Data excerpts
▽
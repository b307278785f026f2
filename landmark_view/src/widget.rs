// Copyright 2025 the Landmark Map Authors
// SPDX-License-Identifier: Apache-2.0 OR MIT

//! The contract a map widget offers to the culling adapter.

use landmark_cull::BoundsSource;

/// Viewport change notifications a map widget emits.
#[derive(Clone, Copy, Debug, PartialEq, Eq, Hash)]
pub enum MapEvent {
    /// A pan (or any other center change) has finished.
    MoveEnd,
    /// A zoom change has finished.
    ZoomEnd,
}

/// Handle for one listener registered with a [`MapWidget`].
///
/// The widget hands out a fresh handle per [`MapWidget::subscribe`] call and
/// later reports events against it; passing it back to
/// [`MapWidget::unsubscribe`] stops delivery.
#[derive(Clone, Copy, Debug, PartialEq, Eq, Hash)]
pub struct Subscription {
    event: MapEvent,
    id: u64,
}

impl Subscription {
    /// Creates a handle. Widgets are responsible for keeping `id` unique.
    #[must_use]
    pub const fn new(event: MapEvent, id: u64) -> Self {
        Self { event, id }
    }

    /// Event this handle listens to.
    #[must_use]
    pub fn event(&self) -> MapEvent {
        self.event
    }

    /// Widget-assigned identifier.
    #[must_use]
    pub fn id(&self) -> u64 {
        self.id
    }
}

/// A stateful map widget: reports bounds and zoom, and emits change events.
///
/// Reading bounds may fail before the widget is ready (see
/// [`BoundsSource`]). The zoom is `None` in the same situation.
pub trait MapWidget: BoundsSource {
    /// Current zoom level. Higher is more detailed; fractional values occur
    /// mid-animation.
    fn zoom(&self) -> Option<f64>;

    /// Registers a listener for `event`.
    fn subscribe(&mut self, event: MapEvent) -> Subscription;

    /// Removes a listener. Unknown handles are ignored.
    fn unsubscribe(&mut self, subscription: Subscription);
}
△
▸ EXERCISE OBJECTIVE
The required output is every line from the one with "pub struct Subscription" to the final line of the entries, repeated exactly and with nothing else.

▸ SOLUTION BELOW
pub struct Subscription {
    event: MapEvent,
    id: u64,
}

impl Subscription {
    /// Creates a handle. Widgets are responsible for keeping `id` unique.
    #[must_use]
    pub const fn new(event: MapEvent, id: u64) -> Self {
        Self { event, id }
    }

    /// Event this handle listens to.
    #[must_use]
    pub fn event(&self) -> MapEvent {
        self.event
    }

    /// Widget-assigned identifier.
    #[must_use]
    pub fn id(&self) -> u64 {
        self.id
    }
}

/// A stateful map widget: reports bounds and zoom, and emits change events.
///
/// Reading bounds may fail before the widget is ready (see
/// [`BoundsSource`]). The zoom is `None` in the same situation.
pub trait MapWidget: BoundsSource {
    /// Current zoom level. Higher is more detailed; fractional values occur
    /// mid-animation.
    fn zoom(&self) -> Option<f64>;

    /// Registers a listener for `event`.
    fn subscribe(&mut self, event: MapEvent) -> Subscription;

    /// Removes a listener. Unknown handles are ignored.
    fn unsubscribe(&mut self, subscription: Subscription);
}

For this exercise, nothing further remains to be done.